THE CHIEF executive of CH&Co’s business and industry arm talks about the company’s new sustainability strategy and the ‘quirky things’ her chefs have achieved with cakes.
David Burrows (DB): Good morning Caroline. Thanks for coming along and being the first person to join me on a “smoothie date”. You must feel honoured.
Caroline Fry (CF): Naturally. Given that it’s January I’m trying to cut down on the coffee anyway.
DB: Ah yes, new year resolutions and all that. Health is always a top priority in January, but in catering it seems to be something that we’re talking about all year round now.
CF: It’s certainly been one of our top priorities for a while. We have so much control over what our customers eat – it’s an area that we can really work with our clients on, so their staff get quality, healthy food, but a few treats too.
DB: I am yet to be convinced there’s such a thing as a healthy treat.
CF: Of course there is. In fact, we’ve managed to do some pretty quirky things with our cakes.
CF: Our chefs have been working with the nutritionist Amanda Ursell to try and cut the calories in the cakes we serve. It’s not been easy. They tried stevia sugar first, but that ruined our recipes and it’s pretty expensive. So they tried fruit puree and it’s worked a treat. We think it’s the healthiest cake ever, given that there’s at least 100 calories less per portion. And it tastes just as good as it did before.
DB: How do you know?
CF: I’ve tried it.
DB: I’ve missed a trick here.

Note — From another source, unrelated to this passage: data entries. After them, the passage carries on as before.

pub(crate) mod types;

use anyhow::{anyhow, Result};
use reqwest::header::{HeaderMap, HeaderValue, CONTENT_TYPE};
use tracing::debug;

use crate::schema::StructuredOutput;
use types::*;

const ANTHROPIC_API_URL: &str = "https://api.anthropic.com/v1";
const ANTHROPIC_VERSION: &str = "2023-06-01";

// =============================================================================
// Claude Agent
// =============================================================================

#[derive(Clone)]
pub struct Claude {
    api_key: String,
    model: String,
    http: reqwest::Client,
    base_url: String,
}

impl Claude {
    pub fn new(api_key: impl Into<String>, model: impl Into<String>) -> Self {
        Self {
            api_key: api_key.into(),
            model: model.into(),
            http: reqwest::Client::new(),
            base_url: ANTHROPIC_API_URL.to_string(),
        }
    }

    pub fn from_env(model: impl Into<String>) -> Result<Self> {
        let api_key = std::env::var("ANTHROPIC_API_KEY")
            .map_err(|_| anyhow!("ANTHROPIC_API_KEY environment variable not set"))?;
        Ok(Self::new(api_key, model))
    }

    pub fn with_base_url(mut self, url: impl Into<String>) -> Self {
        self.base_url = url.into();
        self
    }

    pub fn model(&self) -> &str {
        &self.model
    }

    /// Structured extraction: forces a tool call whose input matches `T`'s
    /// JSON schema, then deserializes the tool input into `T`.
    pub async fn extract<T: StructuredOutput>(
        &self,
        system_prompt: impl Into<String>,
        user_prompt: impl Into<String>,
    ) -> Result<T> {
        let tool_name = "structured_response";
        let mut request = ChatRequest::new(&self.model)
            .system(system_prompt)
            .message(WireMessage::user(user_prompt))
            .temperature(0.0)
            .tool(ToolDefinitionWire {
                name: tool_name.to_string(),
                description: "Extract structured data from the input.".to_string(),
                input_schema: T::tool_schema(),
            });
        request.tool_choice = Some(serde_json::json!({
            "type": "tool",
            "name": tool_name,
        }));

        let response = self.chat(&request).await?;

        for block in &response.content {
            if let ContentBlock::ToolUse { input, .. } = block {
                return serde_json::from_value(input.clone())
                    .map_err(|e| anyhow!("Failed to deserialize response: {}", e));
            }
        }

        Err(anyhow!("No structured output in Claude response"))
    }

    /// Plain text completion with a system prompt.
    pub async fn chat_completion(
        &self,
        system: impl Into<String>,
        user: impl Into<String>,
    ) -> Result<String> {
        let request = ChatRequest::new(&self.model)
            .system(system)
            .message(WireMessage::user(user))
            .temperature(0.0);

        let response = self.chat(&request).await?;

        response
            .text()
            .ok_or_else(|| anyhow!("No response from Claude"))
    }

    // =========================================================================
    // HTTP transport
    // =========================================================================

    fn headers(&self) -> Result<HeaderMap> {
        let mut headers = HeaderMap::new();
        headers.insert("x-api-key", HeaderValue::from_str(&self.api_key)?);
        headers.insert(
            "anthropic-version",
            HeaderValue::from_static(ANTHROPIC_VERSION),
        );
        headers.insert(CONTENT_TYPE, HeaderValue::from_static("application/json"));
        Ok(headers)
    }

    async fn chat(&self, request: &ChatRequest) -> Result<ChatResponse> {
        let url = format!("{}/messages", self.base_url);

        debug!(model = %request.model, "Claude chat request");

        let response = self
            .http
            .post(&url)
            .headers(self.headers()?)
            .json(request)
            .send()
            .await?;

        if !response.status().is_success() {
            let status = response.status();
            let error_text = response.text().await?;
            return Err(anyhow!("Claude API error ({}): {}", status, error_text));
        }

        Ok(response.json().await?)
    }
}

#[cfg(test)]
mod tests {
    use super::*;

    #[test]
    fn new_sets_model_and_default_endpoint() {
        let ai = Claude::new("sk-ant-test", "claude-haiku-4-5-20251001");
        assert_eq!(ai.model(), "claude-haiku-4-5-20251001");
        assert_eq!(ai.base_url, ANTHROPIC_API_URL);
    }

    #[test]
    fn with_base_url_overrides_endpoint() {
        let ai = Claude::new("sk-ant-test", "claude-haiku-4-5-20251001")
            .with_base_url("https://custom.api.com");
        assert_eq!(ai.base_url, "https://custom.api.com");
    }
}
pub mod error;
pub mod types;

pub use error::{NewsApiError, Result};
pub use types::{Article, ArticleSource, SearchResponse};

use chrono::NaiveDate;
use types::ApiErrorBody;

const BASE_URL: &str = "https://newsapi.org/v2";

pub struct NewsApiClient {
    client: reqwest::Client,
    api_key: String,
    base_url: String,
}

impl NewsApiClient {
    pub fn new(api_key: String) -> Self {
        Self {
            client: reqwest::Client::new(),
            api_key,
            base_url: BASE_URL.to_string(),
        }
    }

    pub fn with_base_url(mut self, url: &str) -> Self {
        self.base_url = url.to_string();
        self
    }

    /// Full-text search over `/v2/everything`. Returns up to `page_size`
    /// articles matching `query` published inside [from, to].
    pub async fn everything(
        &self,
        query: &str,
        from: NaiveDate,
        to: NaiveDate,
        page_size: u32,
    ) -> Result<Vec<Article>> {
        let url = format!("{}/everything", self.base_url);

        tracing::debug!(query, page_size, "NewsAPI search");

        let resp = self
            .client
            .get(&url)
            .header("X-Api-Key", &self.api_key)
            .query(&[
                ("q", query),
                ("from", &from.format("%Y-%m-%d").to_string()),
                ("to", &to.format("%Y-%m-%d").to_string()),
                ("pageSize", &page_size.to_string()),
                ("sortBy", "publishedAt"),
            ])
            .send()
            .await?;

        let status = resp.status();
        if !status.is_success() {
            let body = resp.text().await.unwrap_or_default();
            let message = serde_json::from_str::<ApiErrorBody>(&body)
                .ok()
                .and_then(|e| e.message)
                .unwrap_or(body);
            return Err(NewsApiError::Api {
                status: status.as_u16(),
                message,
            });
        }

        let search: SearchResponse = resp.json().await?;
        if search.status != "ok" {
            return Err(NewsApiError::Api {
                status: status.as_u16(),
                message: format!("provider status {}", search.status),
            });
        }

        Ok(search.articles)
    }
}

#[cfg(test)]
mod tests {
    use super::*;

    #[test]
    fn parses_search_response() {
        let body = r#"{
            "status": "ok",
            "totalResults": 1,
            "articles": [{
                "source": {"id": "reuters", "name": "Reuters"},
                "author": "Staff",
                "title": "Floods close major shipping lane",
                "description": "Severe flooding has closed the river to barges.",
                "url": "https://example.com/floods",
                "publishedAt": "2025-06-01T08:30:00Z",
                "content": "Severe flooding..."
            }]
        }"#;
        let parsed: SearchResponse = serde_json::from_str(body).unwrap();
        assert_eq!(parsed.status, "ok");
        assert_eq!(parsed.total_results, 1);
        assert_eq!(parsed.articles.len(), 1);
        assert_eq!(
            parsed.articles[0].source.name.as_deref(),
            Some("Reuters")
        );
        assert_eq!(
            parsed.articles[0].url.as_deref(),
            Some("https://example.com/floods")
        );
    }

    #[test]
    fn parses_error_body() {
        let body = r#"{"status":"error","code":"rateLimited","message":"Too many requests."}"#;
        let parsed: types::ApiErrorBody = serde_json::from_str(body).unwrap();
        assert_eq!(parsed.status, "error");
        assert_eq!(parsed.message.as_deref(), Some("Too many requests."));
    }

    #[test]
    fn tolerates_null_fields() {
        let body = r#"{
            "status": "ok",
            "totalResults": 1,
            "articles": [{
                "source": {"id": null, "name": null},
                "author": null,
                "title": null,
                "description": null,
                "url": null,
                "publishedAt": null,
                "content": null
            }]
        }"#;
        let parsed: SearchResponse = serde_json::from_str(body).unwrap();
        assert!(parsed.articles[0].url.is_none());
    }
}
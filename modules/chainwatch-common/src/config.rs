use std::env;

/// Application configuration loaded from environment variables.
#[derive(Debug, Clone)]
pub struct Config {
    // Neo4j
    pub neo4j_uri: String,
    pub neo4j_user: String,
    pub neo4j_password: String,

    // Providers
    pub newsapi_api_key: String,
    pub anthropic_api_key: String,
}

impl Config {
    /// Load configuration from environment variables.
    /// Panics with a clear message if required vars are missing.
    pub fn from_env() -> Self {
        Self {
            neo4j_uri: required_env("NEO4J_URI"),
            neo4j_user: required_env("NEO4J_USER"),
            neo4j_password: required_env("NEO4J_PASSWORD"),
            newsapi_api_key: required_env("NEWSAPI_API_KEY"),
            anthropic_api_key: required_env("ANTHROPIC_API_KEY"),
        }
    }
}

fn required_env(key: &str) -> String {
    env::var(key).unwrap_or_else(|_| panic!("{key} environment variable is required"))
}
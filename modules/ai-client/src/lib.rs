pub mod claude;
mod schema;

pub use claude::Claude;
pub use schema::StructuredOutput;
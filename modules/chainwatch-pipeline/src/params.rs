//! Natural-language parameter extraction.
//!
//! Turns one free-text instruction ("Fetch 15 articles about semiconductor
//! shortages in the last 30 days") into a structured Query. Extraction is
//! best-effort: anything the instruction doesn't say falls back to the
//! documented defaults, and malformed input never errors.

use std::sync::LazyLock;

use chrono::{Duration, NaiveDate};
use regex::Regex;

use chainwatch_common::{Query, DEFAULT_COUNT, DEFAULT_TOPIC, DEFAULT_WINDOW_DAYS};

/// "in the last 30 days", "from last 2 weeks", "past month" — the optional
/// leading connective is part of the match so stripping leaves clean prose.
static TIME_RE: LazyLock<Regex> = LazyLock::new(|| {
    Regex::new(
        r"(?i)(?:\b(?:in|from|of|over|during|within)\s+)?(?:the\s+)?\b(?:last|past)\s+(?:(\d+)\s+)?(day|week|month|year)s?\b",
    )
    .unwrap()
});

/// A number adjacent to an article/news-item noun.
static COUNT_RE: LazyLock<Regex> = LazyLock::new(|| {
    Regex::new(r"(?i)\b(\d+)\s+(?:news\s+)?(?:articles?|items?|events?|stories|story|headlines?|news)\b")
        .unwrap()
});

/// Topic is whatever follows a connective word, once time language is gone.
static TOPIC_RE: LazyLock<Regex> =
    LazyLock::new(|| Regex::new(r"(?i)\b(?:about|on)\s+(.+)$").unwrap());

/// Extract a Query from a free-text instruction, anchored at `today`.
/// Pure function of its inputs; always returns a usable Query.
pub fn extract_query(instruction: &str, today: NaiveDate) -> Query {
    let (from_date, to_date, cleaned) = extract_window(instruction, today);
    let count = extract_count(&cleaned);
    let topic = extract_topic(&cleaned);

    Query {
        topic,
        count,
        from_date,
        to_date,
    }
}

/// Resolve the relative time phrase to an absolute window ending today,
/// and return the instruction with the phrase removed. Multipliers are
/// approximate (weeks×7, months×30, years×365), not calendar-aware.
fn extract_window(instruction: &str, today: NaiveDate) -> (NaiveDate, NaiveDate, String) {
    if let Some(caps) = TIME_RE.captures(instruction) {
        let n: i64 = caps
            .get(1)
            .and_then(|m| m.as_str().parse().ok())
            .unwrap_or(1);
        let unit_days = match caps.get(2).map(|m| m.as_str().to_lowercase()).as_deref() {
            Some("day") => 1,
            Some("week") => 7,
            Some("month") => 30,
            _ => 365,
        };
        let days = (n * unit_days).max(1);
        let cleaned = TIME_RE.replace(instruction, " ").into_owned();
        (today - Duration::days(days), today, cleaned)
    } else {
        (
            today - Duration::days(DEFAULT_WINDOW_DAYS),
            today,
            instruction.to_string(),
        )
    }
}

fn extract_count(cleaned: &str) -> u32 {
    COUNT_RE
        .captures(cleaned)
        .and_then(|caps| caps.get(1))
        .and_then(|m| m.as_str().parse::<u32>().ok())
        .map(|n| n.max(1))
        .unwrap_or(DEFAULT_COUNT)
}

fn extract_topic(cleaned: &str) -> String {
    let topic = TOPIC_RE
        .captures(cleaned)
        .and_then(|caps| caps.get(1))
        .map(|m| m.as_str())
        .unwrap_or("")
        .trim()
        .trim_matches(|c: char| ".,;:!?".contains(c))
        .trim()
        .to_string();

    if topic.is_empty() {
        DEFAULT_TOPIC.to_string()
    } else {
        topic
    }
}

#[cfg(test)]
mod tests {
    use super::*;

    fn today() -> NaiveDate {
        NaiveDate::from_ymd_opt(2025, 6, 15).unwrap()
    }

    #[test]
    fn full_instruction_extracts_all_parameters() {
        let q = extract_query(
            "Fetch 15 articles about semiconductor shortages in the last 30 days",
            today(),
        );
        assert_eq!(q.topic, "semiconductor shortages");
        assert_eq!(q.count, 15);
        assert_eq!(q.from_date, today() - Duration::days(30));
        assert_eq!(q.to_date, today());
    }

    #[test]
    fn missing_topic_falls_back_to_default() {
        let q = extract_query("Fetch new events from last 2 weeks", today());
        assert_eq!(q.topic, DEFAULT_TOPIC);
        assert_eq!(q.count, DEFAULT_COUNT);
        assert_eq!(q.from_date, today() - Duration::days(14));
        assert_eq!(q.to_date, today());
    }

    #[test]
    fn empty_instruction_returns_all_defaults() {
        let q = extract_query("", today());
        assert_eq!(q.topic, DEFAULT_TOPIC);
        assert_eq!(q.count, DEFAULT_COUNT);
        assert_eq!(q.from_date, today() - Duration::days(7));
        assert_eq!(q.to_date, today());
    }

    #[test]
    fn garbage_instruction_never_errors() {
        let q = extract_query("?!?! 42 %% about    ", today());
        assert_eq!(q.topic, DEFAULT_TOPIC);
        assert_eq!(q.count, DEFAULT_COUNT);
    }

    #[test]
    fn time_phrase_is_stripped_from_topic() {
        let q = extract_query("Get news about port strikes from the past 3 weeks", today());
        assert_eq!(q.topic, "port strikes");
        assert_eq!(q.from_date, today() - Duration::days(21));
    }

    #[test]
    fn bare_unit_means_one() {
        let q = extract_query("Fetch articles about lithium mining in the last month", today());
        assert_eq!(q.topic, "lithium mining");
        assert_eq!(q.from_date, today() - Duration::days(30));
    }

    #[test]
    fn years_use_365_day_multiplier() {
        let q = extract_query("events about trade wars over the past 2 years", today());
        assert_eq!(q.topic, "trade wars");
        assert_eq!(q.from_date, today() - Duration::days(730));
    }

    #[test]
    fn count_adjacent_to_news_nouns() {
        assert_eq!(extract_query("Fetch 25 news items", today()).count, 25);
        assert_eq!(extract_query("get 3 stories on floods", today()).count, 3);
        assert_eq!(extract_query("7 headlines about tariffs", today()).count, 7);
    }

    #[test]
    fn count_not_confused_with_time_numbers() {
        let q = extract_query("Fetch events from the last 30 days", today());
        assert_eq!(q.count, DEFAULT_COUNT);
        assert_eq!(q.from_date, today() - Duration::days(30));
    }

    #[test]
    fn zero_count_clamps_to_one() {
        assert_eq!(extract_query("Fetch 0 articles about x", today()).count, 1);
    }

    #[test]
    fn window_always_satisfies_from_before_to() {
        for instruction in [
            "",
            "last 1 days",
            "past 5 years of news about chips",
            "Fetch 10 articles",
        ] {
            let q = extract_query(instruction, today());
            assert!(q.from_date <= q.to_date, "bad window for {instruction:?}");
        }
    }
}
pub mod client;
pub mod migrate;
pub mod reader;
pub mod writer;

pub use client::GraphClient;
pub use migrate::migrate;
pub use reader::GraphReader;
pub use writer::GraphWriter;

Perhaps this column should be “a cake and a smoothie with...” Anyway, why the big focus on calories and cakes?
CF: Well, we’ve signed up to the calorie reduction pledge in the Public Health Responsibility Deal. It’s not just cakes
where we can make progress, either – we’ve introduced a range of calorie-counted salads and sandwiches. It’s one of a number of things we’re doing as part of a new CSR programme we’re launching later this month.
DB: What’s it called and what’s it about?
CF: It’s called CRESS, which stands for “corporate responsibility for the environment, society and sustainability”. Within it we’ve got five areas that we’ll be focusing on, which include health and wellbeing, people, suppliers and sourcing, the environment and the community.
DB: Why have you changed things?
CF: I don’t think we’ve changed things really, as these are all areas we’ve been working on for years. The problem was that we had a scattergun approach. CRESS brings the work together and brings it to the core of our business. That’ll help us work better internally but it’ll also help us communicate what we’re doing.
DB: So you’ll be marketing your sustainability a little more?
CF: Definitely. I don’t think we’ve shouted enough in the past, despite the success of initiatives like Ugly Fish Friday [with CH&Co’s Lusso division]. It’s a competitive market out there and our clients want to know what we’re doing, and CRESS will help us tell them and help us keep track of our progress.
DB: Sustainability is very much still on the agenda, then?
CF: I think our clients expect sustainability now – and it makes commercial sense. I’ve always said that anything we do needs to be commercially viable; there’s no point doing things for the sake of it – or just so you can send out a press release. That’s why we’re thinking very carefully about the kind of targets we are setting under CRESS going forward.